Eh, pero qué bonito, dice una de las muchachas, montada junto a su amiga sobre una escalera de dos niveles en el cementerio San Pedro de Medellín. “Hermoso quedó”, le contesta la otra, que tiene los dedos envueltos en cinta y no sabe qué poner primero, si las serpentinas adornando la fecha sobre la lápida o si pegar un globo que dice “te amo”, firmado con muchos nombres.

Afuera, en ese reducto fúnebre que es la carrera 51 y la calle 68 de la ciudad, sobreviven, como vitrinas de museo llenas de placas, adornos y flores, las marmolerías que rodean al cementerio más antiguo de Medellín. Pero ya son pocas las lápidas de mármol exhibidas, talladas con minucia al son del cincel y martillo.

Las protagonistas son las fotolápidas, con el rostro del ser querido estampado sobre la piedra y adornadas con los cachivaches que el difunto amó en vida. Por eso a la fotografía, a esa cara ausente, la acompañan los adhesivos de motocicletas, los escudos futboleros, las mascotas, los paisajes de cascadas y castillos de arena, las imágenes de la Virgen de Guadalupe o del santo de devoción.

Y así, de a poco, en Medellín son cada vez más ingeniosos para despedir a quienes se han ido. El historiador y coordinador académico del San Pedro, Juan Diego Torres Urrego, enfatiza en que la transformación del rito fúnebre parte de la eterna pregunta por el alma. El ornato en la tumba varía de acuerdo a qué cree cada persona que hay más allá cuando se muere.

Funerales en moto y otras innovaciones para el último adiós

En el siglo XIX, al camposanto llegaron los fastuosos monumentos traídos desde Italia por la élite antioqueña. Los mausoleos eran tan grandes como su afán de perdurar en la memoria y la mayor aspiración, el sueño cumplido tras el deceso, era una talla de arabescos y figuras religiosas esculpidas a mano por Melitón Rodríguez Roldán y sus aprendices Horacio Marino y Francisco Antonio Cano.

A partir de la década de los 80 el mármol se vuelve más escaso y costoso. Nacen las aleaciones de fibra de vidrio y entran en auge las placas impresas, pintadas o laminadas.

Torres, en ese sentido, habla de la inserción del estilo kitsch a la manera en la que conmemoramos la muerte, el juego con los elementos de la cultura popular. No serán, entonces, las enormes esculturas del siglo XIX las que ocupen las necrópolis de Medellín. Ahora las lápidas son, en esencia, la búsqueda de la singularidad: que ese altar para mi pariente o amigo sea único, espontáneo, colorido. Que la cubierta que sella el osario porte su fotografía, tal como era antes, que refleje su modo de sonreír, o caminar, la forma en la que vestía y hasta sus manías íntimas.

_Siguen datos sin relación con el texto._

//! Submission state machine.
//!
//! ```text
//! Idle ──connect──▶ Connecting ──▶ Connected ──submit──▶ AwaitingSignature
//!   │                   │                                     │
//!   └─▶ WalletNotFound  └─▶ Rejected            Rejected ◀────┤
//!                                    DuplicateSubmission ◀────┤
//!                                                             ▼
//!                         Confirmed ◀── wait ── Pending(hash) ──▶ Rejected
//! ```
//!
//! A failed attempt stays in its error state until the caller acts again.
//! Dropping a `submit` future mid-attempt ends that attempt as `Rejected`.
//! Uniqueness is left entirely to the ledger; nothing here remembers which
//! content identifiers were submitted.

use alloy::primitives::Address;
use tokio::sync::watch;
use tracing::Instrument;
use uuid::Uuid;

use crate::evaluation::EvaluationResult;
use crate::ledger::{LedgerClient, SubmissionError, WalletError, WalletSession};
use crate::observability::metrics;
use crate::workflow::status::{SubmissionStatus, NOT_CONNECTED_WARNING};

/// Rejection reason recorded when a submit future is dropped mid-attempt.
pub const ABANDONED_REASON: &str = "submission abandoned before completion";

/// What a call to [`SubmissionController::submit`] did.
#[derive(Debug, Clone, PartialEq, Eq)]
pub enum SubmitOutcome {
    /// No account held; the ledger was not called.
    NotConnected,
    /// An attempt is already outstanding; the ledger was not called.
    InFlight,
    /// The attempt ran to this terminal status.
    Finished(SubmissionStatus),
}

/// Drives wallet connection and a single write-once submission.
pub struct SubmissionController {
    wallet: WalletSession,
    ledger: LedgerClient,
    status_tx: watch::Sender<SubmissionStatus>,
    notice: Option<String>,
}

impl SubmissionController {
    pub fn new(wallet: WalletSession, ledger: LedgerClient) -> Self {
        let (status_tx, _) = watch::channel(SubmissionStatus::Idle);
        Self {
            wallet,
            ledger,
            status_tx,
            notice: None,
        }
    }

    pub fn status(&self) -> SubmissionStatus {
        self.status_tx.borrow().clone()
    }

    /// Observe status changes, including those made while `submit` is suspended.
    pub fn subscribe(&self) -> watch::Receiver<SubmissionStatus> {
        self.status_tx.subscribe()
    }

    /// Address of the connected account, if any.
    pub fn account(&self) -> Option<Address> {
        self.wallet.identity().map(|identity| identity.address())
    }

    /// A warning or rejection raised without a state change.
    pub fn notice(&self) -> Option<&str> {
        self.notice.as_deref()
    }

    /// Whether the submit action should be enabled.
    pub fn can_submit(&self) -> bool {
        let status = self.status();
        self.account().is_some()
            && !status.is_in_flight()
            && status != SubmissionStatus::Connecting
    }

    /// The line a user interface shows.
    pub fn status_line(&self) -> String {
        match &self.notice {
            Some(notice) => notice.clone(),
            None => self.status().to_string(),
        }
    }

    fn transition(&mut self, next: SubmissionStatus) {
        self.notice = None;
        publish(&self.status_tx, next);
    }

    /// Connect the wallet.
    pub async fn connect(&mut self) -> SubmissionStatus {
        if !self.wallet.is_available() {
            tracing::warn!("No wallet provider present");
            self.transition(SubmissionStatus::WalletNotFound);
            return self.status();
        }

        self.transition(SubmissionStatus::Connecting);

        match self.wallet.connect().await {
            Ok(identity) => self.transition(SubmissionStatus::Connected(identity.address())),
            Err(WalletError::UserRejected(reason)) => {
                let fallback = match self.account() {
                    Some(address) => SubmissionStatus::Connected(address),
                    None => SubmissionStatus::Idle,
                };
                self.transition(fallback);
                self.notice = Some(format!("Wallet connection rejected: {}", reason));
            }
            Err(WalletError::Unavailable) => self.transition(SubmissionStatus::WalletNotFound),
            Err(e) => self.transition(SubmissionStatus::Rejected(e.to_string())),
        }

        self.status()
    }

    /// Submit `result` to the ledger and wait for the outcome.
    pub async fn submit(&mut self, result: &EvaluationResult) -> SubmitOutcome {
        let Some(identity) = self.wallet.identity().cloned() else {
            tracing::warn!(cid = %result.content_id(), "Submit attempted without a connected wallet");
            self.notice = Some(NOT_CONNECTED_WARNING.to_string());
            return SubmitOutcome::NotConnected;
        };

        if self.status().is_in_flight() {
            tracing::warn!(cid = %result.content_id(), "Submission already in flight");
            return SubmitOutcome::InFlight;
        }

        let attempt_id = Uuid::new_v4();
        let span = tracing::info_span!(
            "submission",
            attempt_id = %attempt_id,
            cid = %result.content_id(),
            sender = %identity.address()
        );

        self.notice = None;
        let status_tx = &self.status_tx;
        let ledger = &self.ledger;

        async move {
            let mut guard = AttemptGuard::new(status_tx);
            publish(status_tx, SubmissionStatus::AwaitingSignature);

            let sent = ledger
                .store_result(
                    &identity,
                    result.content_id().as_str(),
                    result.score(),
                    result.decision().as_str(),
                )
                .await;

            let final_status = match sent {
                Err(e) => Self::status_for(e),
                Ok(pending) => {
                    let hash = pending.hash();
                    publish(status_tx, SubmissionStatus::Pending(hash));
                    tracing::info!(tx_hash = %hash, "Waiting for confirmation");
                    match pending.wait().await {
                        Ok(hash) => SubmissionStatus::Confirmed(hash),
                        Err(e) => Self::status_for(e),
                    }
                }
            };

            metrics::record_submission(final_status.label());
            tracing::info!(outcome = final_status.label(), "Submission finished");
            guard.finish(final_status.clone());
            SubmitOutcome::Finished(final_status)
        }
        .instrument(span)
        .await
    }

    fn status_for(error: SubmissionError) -> SubmissionStatus {
        match error {
            SubmissionError::Duplicate => SubmissionStatus::DuplicateSubmission,
            SubmissionError::Rejected(reason) => SubmissionStatus::Rejected(reason),
        }
    }
}

fn publish(status_tx: &watch::Sender<SubmissionStatus>, next: SubmissionStatus) {
    tracing::debug!(from = status_tx.borrow().label(), to = next.label(), "Status transition");
    status_tx.send_replace(next);
}

/// Moves an attempt whose future is dropped before finishing (a caller-side
/// timeout, say) to `Rejected`, so the controller does not stay in flight.
struct AttemptGuard<'a> {
    status_tx: &'a watch::Sender<SubmissionStatus>,
    finished: bool,
}

impl<'a> AttemptGuard<'a> {
    fn new(status_tx: &'a watch::Sender<SubmissionStatus>) -> Self {
        Self {
            status_tx,
            finished: false,
        }
    }

    fn finish(&mut self, status: SubmissionStatus) {
        self.finished = true;
        publish(self.status_tx, status);
    }
}

impl Drop for AttemptGuard<'_> {
    fn drop(&mut self) {
        if self.finished {
            return;
        }
        tracing::warn!("Submission abandoned before completion");
        metrics::record_submission("abandoned");
        publish(
            self.status_tx,
            SubmissionStatus::Rejected(ABANDONED_REASON.to_string()),
        );
    }
}

impl std::fmt::Debug for SubmissionController {
    fn fmt(&self, f: &mut std::fmt::Formatter<'_>) -> std::fmt::Result {
        f.debug_struct("SubmissionController")
            .field("status", &self.status())
            .field("account", &self.account())
            .field("notice", &self.notice)
            .finish()
    }
}
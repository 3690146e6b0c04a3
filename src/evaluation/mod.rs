//! Evaluation and storage collaborators.
//!
//! # Data Flow
//! ```text
//! document bytes
//!     → backend.rs (POST /upload/, multipart) → EvaluationReport
//!     → storage.rs (backend /upload_ipfs/ or Pinata) → ContentId
//!     → types.rs (EvaluationResult handed to the submission workflow)
//! ```

pub mod backend;
pub mod judgment;
pub mod storage;
pub mod types;

pub use backend::{EvaluationBackend, HttpEvaluationBackend};
pub use judgment::Judgment;
pub use storage::{extract_cid, BackendStorageUploader, PinataUploader, StorageUploader};
pub use types::{
    similarity_percent, ContentId, Decision, EvaluationReport, EvaluationResult, MatchedPatent,
    UpstreamError,
};
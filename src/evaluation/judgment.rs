//! Judgment codes produced by the evaluator's language model.

/// One of the three fixed outcomes, or free text the model produced instead.
#[derive(Debug, Clone, PartialEq, Eq)]
pub enum Judgment {
    ClearlyNovel,
    ObviousModification,
    PossiblyPlagiarized,
    Other(String),
}

impl Judgment {
    /// Parse a raw judgment. Surrounding whitespace is ignored when matching
    /// codes; unmatched input is kept exactly as given.
    pub fn from_code(raw: &str) -> Self {
        match raw.trim() {
            "(a)" => Judgment::ClearlyNovel,
            "(b)" => Judgment::ObviousModification,
            "(c)" => Judgment::PossiblyPlagiarized,
            _ => Judgment::Other(raw.to_string()),
        }
    }

    /// Human-readable text.
    pub fn describe(&self) -> &str {
        match self {
            Judgment::ClearlyNovel => "(a) Clearly novel",
            Judgment::ObviousModification => "(b) An obvious modification",
            Judgment::PossiblyPlagiarized => "(c) Possibly plagiarized",
            Judgment::Other(text) => text,
        }
    }
}

impl std::fmt::Display for Judgment {
    fn fmt(&self, f: &mut std::fmt::Formatter<'_>) -> std::fmt::Result {
        f.write_str(self.describe())
    }
}

#[cfg(test)]
mod tests {
    use super::*;

    #[test]
    fn test_fixed_codes() {
        assert_eq!(Judgment::from_code("(a)").describe(), "(a) Clearly novel");
        assert_eq!(Judgment::from_code("(b)").describe(), "(b) An obvious modification");
        assert_eq!(Judgment::from_code("(c)").describe(), "(c) Possibly plagiarized");
    }

    #[test]
    fn test_codes_match_after_trim() {
        assert_eq!(Judgment::from_code("  (b)\n"), Judgment::ObviousModification);
    }

    #[test]
    fn test_other_text_passes_through_verbatim() {
        for raw in ["", "(d)", "(a) Clearly novel because...", " free text \n"] {
            let judgment = Judgment::from_code(raw);
            assert_eq!(judgment, Judgment::Other(raw.to_string()));
            assert_eq!(judgment.to_string(), raw);
        }
    }
}
//! Structured logging.
//!
//! # Responsibilities
//! - Initialize the tracing subscriber once per process
//! - Pick the log level from config, overridable through `RUST_LOG`
//! - Switch between JSON and human-readable output

use tracing_subscriber::{layer::SubscriberExt, util::SubscriberInitExt, EnvFilter};

use crate::config::ObservabilityConfig;

/// Build the filter directive used when `RUST_LOG` is not set.
pub fn default_directive(log_level: &str) -> String {
    format!("patent_ledger={log_level},warn")
}

/// Install the global subscriber.
///
/// Returns an error if a subscriber was already installed.
pub fn init_logging(
    config: &ObservabilityConfig,
) -> Result<(), tracing_subscriber::util::TryInitError> {
    let filter = EnvFilter::try_from_default_env()
        .unwrap_or_else(|_| default_directive(&config.log_level).into());

    if config.json_logs {
        tracing_subscriber::registry()
            .with(filter)
            .with(tracing_subscriber::fmt::layer().json())
            .try_init()
    } else {
        tracing_subscriber::registry()
            .with(filter)
            .with(tracing_subscriber::fmt::layer().with_target(false))
            .try_init()
    }
}
//! Evaluation payloads and the result handed to the ledger.

use serde::{Deserialize, Serialize};
use serde_json::{Map, Value};
use thiserror::Error;

use crate::evaluation::judgment::Judgment;

/// Errors from the evaluation backend or the storage uploader.
#[derive(Debug, Error)]
pub enum UpstreamError {
    /// Transport failure (connection refused, timeout, TLS).
    #[error("{service} request failed: {message}")]
    Http {
        service: &'static str,
        message: String,
    },

    /// Non-success HTTP status.
    #[error("{service} returned status {status}: {body}")]
    Status {
        service: &'static str,
        status: u16,
        body: String,
    },

    /// Body was not the JSON shape we expect.
    #[error("{service} response could not be decoded: {message}")]
    Decode {
        service: &'static str,
        message: String,
    },

    /// Response decoded but lacks a usable content identifier.
    #[error("malformed response from {service}: {message}")]
    Malformed {
        service: &'static str,
        message: String,
    },

    /// Required API credentials are not configured.
    #[error("missing credentials: {0}")]
    Credentials(String),

    /// The document to evaluate could not be read.
    #[error("cannot read document {path}: {message}")]
    Document { path: String, message: String },
}

/// Content-addressed reference returned by the storage uploader.
#[derive(Debug, Clone, PartialEq, Eq, Hash, Serialize, Deserialize)]
#[serde(transparent)]
pub struct ContentId(String);

impl ContentId {
    pub fn new(cid: impl Into<String>) -> Self {
        Self(cid.into())
    }

    pub fn as_str(&self) -> &str {
        &self.0
    }
}

impl std::fmt::Display for ContentId {
    fn fmt(&self, f: &mut std::fmt::Formatter<'_>) -> std::fmt::Result {
        f.write_str(&self.0)
    }
}

/// Categorical novelty decision recorded on the ledger.
#[derive(Debug, Clone, Copy, PartialEq, Eq, Hash, Serialize, Deserialize)]
pub enum Decision {
    Unique,
    NotUnique,
}

impl Decision {
    /// Wire string passed to `storeResult`.
    pub fn as_str(&self) -> &'static str {
        match self {
            Decision::Unique => "Unique",
            Decision::NotUnique => "NotUnique",
        }
    }
}

impl std::fmt::Display for Decision {
    fn fmt(&self, f: &mut std::fmt::Formatter<'_>) -> std::fmt::Result {
        f.write_str(self.as_str())
    }
}

impl std::str::FromStr for Decision {
    type Err = String;

    fn from_str(s: &str) -> Result<Self, Self::Err> {
        match s {
            "Unique" | "unique" => Ok(Decision::Unique),
            "NotUnique" | "not-unique" | "notunique" => Ok(Decision::NotUnique),
            other => Err(format!("unknown decision '{}'", other)),
        }
    }
}

/// Closest prior document found by the evaluator.
#[derive(Debug, Clone, PartialEq, Serialize, Deserialize)]
pub struct MatchedPatent {
    pub filename: String,
    pub similarity_score: f64,
}

/// Response of the evaluation backend.
///
/// Fields this crate does not interpret are kept in `extra` so the full
/// payload reaches the storage uploader unchanged.
#[derive(Debug, Clone, PartialEq, Serialize, Deserialize)]
pub struct EvaluationReport {
    pub is_unique: bool,
    pub uniqueness_score: f64,
    #[serde(default)]
    pub agent_judgment: String,
    #[serde(default, skip_serializing_if = "Option::is_none")]
    pub document_id: Option<String>,
    #[serde(default, skip_serializing_if = "Option::is_none")]
    pub matched_patent: Option<MatchedPatent>,
    #[serde(default, skip_serializing_if = "Option::is_none")]
    pub timestamp: Option<String>,
    #[serde(default, skip_serializing_if = "Option::is_none")]
    pub token: Option<String>,
    #[serde(flatten)]
    pub extra: Map<String, Value>,
}

impl EvaluationReport {
    pub fn judgment(&self) -> Judgment {
        Judgment::from_code(&self.agent_judgment)
    }

    pub fn decision(&self) -> Decision {
        if self.is_unique {
            Decision::Unique
        } else {
            Decision::NotUnique
        }
    }

    /// Display similarity, in percent.
    pub fn similarity_percent(&self) -> f64 {
        similarity_percent(self.uniqueness_score)
    }
}

/// `(1 - min(1, score)) * 100`.
pub fn similarity_percent(uniqueness_score: f64) -> f64 {
    (1.0 - uniqueness_score.min(1.0)) * 100.0
}

/// One result, ready for a single submission attempt.
#[derive(Debug, Clone, PartialEq)]
pub struct EvaluationResult {
    content_id: ContentId,
    score: f64,
    decision: Decision,
}

impl EvaluationResult {
    /// `score` is clamped to `0..=1`; NaN becomes 0.
    pub fn new(content_id: ContentId, score: f64, decision: Decision) -> Self {
        let score = if score.is_nan() { 0.0 } else { score.clamp(0.0, 1.0) };
        Self {
            content_id,
            score,
            decision,
        }
    }

    pub fn content_id(&self) -> &ContentId {
        &self.content_id
    }

    pub fn score(&self) -> f64 {
        self.score
    }

    pub fn decision(&self) -> Decision {
        self.decision
    }
}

“Para una persona del siglo XIX lo bello era una lápida tallada por Melitón Rodríguez”, agrega el historiador, “hoy lo bello para alguien es una fotolápida con flores, camándulas o el escudo del equipo de fútbol que tanto quiso. Todo en función de cómo quiero yo recordar a mi muerto”.

La vida de un ser humano está llena de ceremonias, pero el rito de la muerte es extraño. No está diseñado para el difunto, sino para que los vivos puedan afrontar la despedida, comenzar su tránsito hacia el duelo.

De alguna forma los funerales buscan convertir en imágenes la muerte de los otros. Y que luego esas escenas de duelo marquen el inicio de otra etapa, de una fractura, tal como decir que, “ahora que no estás, el mundo es un lugar distinto”. El rito fúnebre pone un punto sobre el calendario y, como toda huella que se quiere conservar , se insiste en los preparativos, en cuidar el detalle, en que el culto sea bello.